The historic Volte street in Ferrara
This medieval street may be one of the main attractions in Ferrara, and while it is a joy to walk and admire, it really won’t take up too much of your time as the original preserved part isn’t too long.
That said, be sure to swing by for a photograph and to appreciate the difference of the architecture away from the renaissance buildings.
Sadly the Ferrara Synagogue is closed currently, following earthquake damage a few years ago. I only learnt this when I tried to visit, but hopefully, in time it will reopen, as it is the last remaining Synagogue in the city.

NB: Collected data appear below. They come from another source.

//! DOM adapter (WASM only).
//!
//! Binds a [`FilterController`] to a live page: the children of the list
//! container become [`DomEntry`] values, and the search input's `input`
//! event drives [`FilterController::on_query_change`].
//!
//! ```ignore
//! use live_filter_pages::dom::mount;
//! use live_filter_pages::settings::FilterSettings;
//!
//! let handle = mount(&FilterSettings::default())?;
//! // Keep the filter bound for the lifetime of the page.
//! handle.forget();
//! ```

use std::borrow::Cow;
use std::cell::RefCell;
use std::rc::Rc;

use wasm_bindgen::JsCast;
use wasm_bindgen::prelude::*;
use web_sys::{Element, Event, HtmlElement, HtmlInputElement};

use crate::controller::{FilterController, FilterSummary};
use crate::entry::Entry;
use crate::error::{FilterError, FilterResult};
use crate::settings::{FilterSettings, VisibilityStrategy};
use crate::{error_log, info_log, warn_log};

/// A list element treated as a filterable entry.
#[derive(Debug, Clone)]
pub struct DomEntry {
	element: HtmlElement,
	strategy: VisibilityStrategy,
}

impl DomEntry {
	/// Wraps an element, rendering visibility with `strategy`.
	pub fn new(element: HtmlElement, strategy: VisibilityStrategy) -> Self {
		Self { element, strategy }
	}

	/// Returns the wrapped element.
	pub fn element(&self) -> &HtmlElement {
		&self.element
	}
}

impl Entry for DomEntry {
	fn display_text(&self) -> Cow<'_, str> {
		Cow::Owned(self.element.text_content().unwrap_or_default())
	}

	fn set_visible(&mut self, visible: bool) {
		let result = match &self.strategy {
			VisibilityStrategy::Display => {
				let style = self.element.style();
				if visible {
					style.remove_property("display").map(|_| ())
				} else {
					style.set_property("display", "none")
				}
			}
			VisibilityStrategy::HiddenAttribute => {
				self.element.set_hidden(!visible);
				Ok(())
			}
			VisibilityStrategy::Class { name } => self
				.element
				.class_list()
				.toggle_with_force(name, !visible)
				.map(|_| ()),
		};

		if let Err(err) = result {
			warn_log!("failed to update entry visibility: {:?}", err);
		}
	}

	fn is_visible(&self) -> bool {
		match &self.strategy {
			VisibilityStrategy::Display => self
				.element
				.style()
				.get_property_value("display")
				.map(|value| value != "none")
				.unwrap_or(true),
			VisibilityStrategy::HiddenAttribute => !self.element.hidden(),
			VisibilityStrategy::Class { name } => !self.element.class_list().contains(name),
		}
	}
}

/// Captures the direct children of `container` matching `settings.item_selector`.
///
/// A selector the browser cannot parse is reported as
/// [`FilterError::InvalidSettings`].
pub fn capture_entries(
	container: &Element,
	settings: &FilterSettings,
) -> FilterResult<Vec<DomEntry>> {
	let children = container.children();
	let mut entries = Vec::new();
	for child in (0..children.length()).filter_map(|index| children.item(index)) {
		let selected = child.matches(&settings.item_selector).map_err(|_| {
			FilterError::InvalidSettings(format!(
				"invalid item selector {:?}",
				settings.item_selector
			))
		})?;
		if !selected {
			continue;
		}
		if let Ok(element) = child.dyn_into::<HtmlElement>() {
			entries.push(DomEntry::new(element, settings.visibility.clone()));
		}
	}
	Ok(entries)
}

/// A filter bound to a page.
///
/// Dropping the handle removes the `input` listener; the entries keep
/// whatever visibility they had. Call [`FilterHandle::forget`] to keep the
/// filter bound for the lifetime of the page.
pub struct FilterHandle {
	input: HtmlInputElement,
	controller: Rc<RefCell<FilterController<DomEntry>>>,
	listener: Option<Closure<dyn FnMut(Event)>>,
}

impl std::fmt::Debug for FilterHandle {
	fn fmt(&self, f: &mut std::fmt::Formatter<'_>) -> std::fmt::Result {
		f.debug_struct("FilterHandle")
			.field("entries", &self.controller.borrow().len())
			.field("bound", &self.listener.is_some())
			.finish()
	}
}

impl FilterHandle {
	/// Filters with the input's current value, as an `input` event would.
	pub fn refresh(&self) -> FilterSummary {
		self.apply(&self.input.value())
	}

	/// Filters with an explicit query without touching the input.
	pub fn apply(&self, raw_query: &str) -> FilterSummary {
		self.controller.borrow_mut().on_query_change(raw_query)
	}

	/// Returns the number of captured entries.
	pub fn len(&self) -> usize {
		self.controller.borrow().len()
	}

	/// Returns true if the container had no matching children.
	pub fn is_empty(&self) -> bool {
		self.controller.borrow().is_empty()
	}

	/// Returns the visibility of each captured entry, in order.
	pub fn visibility(&self) -> Vec<bool> {
		self.controller
			.borrow()
			.entries()
			.iter()
			.map(Entry::is_visible)
			.collect()
	}

	/// Leaves the listener attached for the lifetime of the page.
	pub fn forget(mut self) {
		if let Some(listener) = self.listener.take() {
			listener.forget();
		}
	}
}

impl Drop for FilterHandle {
	fn drop(&mut self) {
		if let Some(listener) = self.listener.take()
			&& let Err(err) = self
				.input
				.remove_event_listener_with_callback("input", listener.as_ref().unchecked_ref())
		{
			warn_log!("failed to detach input listener: {:?}", err);
		}
	}
}

/// Binds a filter to an input and a list container.
///
/// The Entry Set is captured once, here. Children added to the container
/// afterwards are not filtered. Settings are validated before anything is
/// touched.
pub fn initialize(
	input: HtmlInputElement,
	container: Element,
	settings: &FilterSettings,
) -> FilterResult<FilterHandle> {
	settings.validate().map_err(report)?;
	let entries = capture_entries(&container, settings).map_err(report)?;
	if entries.is_empty() {
		warn_log!(
			"no children of #{1} match {0:?}; nothing to filter",
			settings.item_selector,
			container.id()
		);
	}
	info_log!("captured {} entries from #{}", entries.len(), container.id());

	let controller = Rc::new(RefCell::new(FilterController::new(entries)));
	if settings.apply_on_mount {
		controller.borrow_mut().on_query_change(&input.value());
	}

	let input_for_listener = input.clone();
	let controller_for_listener = Rc::clone(&controller);
	let listener = Closure::wrap(Box::new(move |_event: Event| {
		let value = input_for_listener.value();
		controller_for_listener.borrow_mut().on_query_change(&value);
	}) as Box<dyn FnMut(_)>);

	input
		.add_event_listener_with_callback("input", listener.as_ref().unchecked_ref())
		.map_err(|err| report(FilterError::ListenerAttach(format!("{:?}", err))))?;

	Ok(FilterHandle {
		input,
		controller,
		listener: Some(listener),
	})
}

fn report(err: FilterError) -> FilterError {
	error_log!("{}", err);
	err
}

/// Looks up the input and container by id and binds a filter to them.
pub fn mount(settings: &FilterSettings) -> FilterResult<FilterHandle> {
	let window = web_sys::window().ok_or(FilterError::NoWindow)?;
	let document = window.document().ok_or(FilterError::NoDocument)?;

	let input = document
		.get_element_by_id(&settings.input_id)
		.ok_or_else(|| FilterError::ElementNotFound {
			id: settings.input_id.clone(),
		})
		.and_then(|element| {
			element
				.dyn_into::<HtmlInputElement>()
				.map_err(|_| FilterError::NotAnInput {
					id: settings.input_id.clone(),
				})
		})
		.map_err(report)?;

	let container = document
		.get_element_by_id(&settings.list_id)
		.ok_or_else(|| FilterError::ElementNotFound {
			id: settings.list_id.clone(),
		})
		.map_err(report)?;

	initialize(input, container, settings)
}

/// Binds a filter for the lifetime of the page.
///
/// Intended to be called from a page script once the markup exists.
#[wasm_bindgen]
pub fn install(input_id: &str, list_id: &str) -> Result<(), JsValue> {
	let settings = FilterSettings::new()
		.with_input_id(input_id)
		.with_list_id(list_id);
	install_settings(&settings)
}

/// Binds a filter configured by a JSON settings object.
#[wasm_bindgen(js_name = installWithSettings)]
pub fn install_with_settings(settings_json: &str) -> Result<(), JsValue> {
	let settings = FilterSettings::from_json(settings_json)?;
	install_settings(&settings)
}

fn install_settings(settings: &FilterSettings) -> Result<(), JsValue> {
	#[cfg(feature = "console_error_panic_hook")]
	console_error_panic_hook::set_once();

	mount(settings)?.forget();
	Ok(())
}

The Jewish quarter of Ferrara was one of the largest in the country, and during the Este rule of Ferrara, it remained on the more diverse religious cities in what is now modern-day Italy. As such, I hope they can preserve the heritage here and especially can repair the earthquake damage.
Canale di Burano
This isn’t the kind of canal to get confused with the likes of Venice, as the setting is neither old or glamorous, but on a summer evening when we visited, it was an excellent setting for a sunset moment and to soak up the lively university atmosphere of the city.
We found a pop-up bar and restaurant here, with live music playing as people lounged in deck chairs. There are even some boats, such as Sebastian Pub Ferrara, along this river which have been converted into places to eat or drink.
While it won’t be a draw to the city for everyone, I enjoyed the slightly more urban feel of our evening here, especially as a nice contrast to the more classic evenings you would expect surrounded by so much history.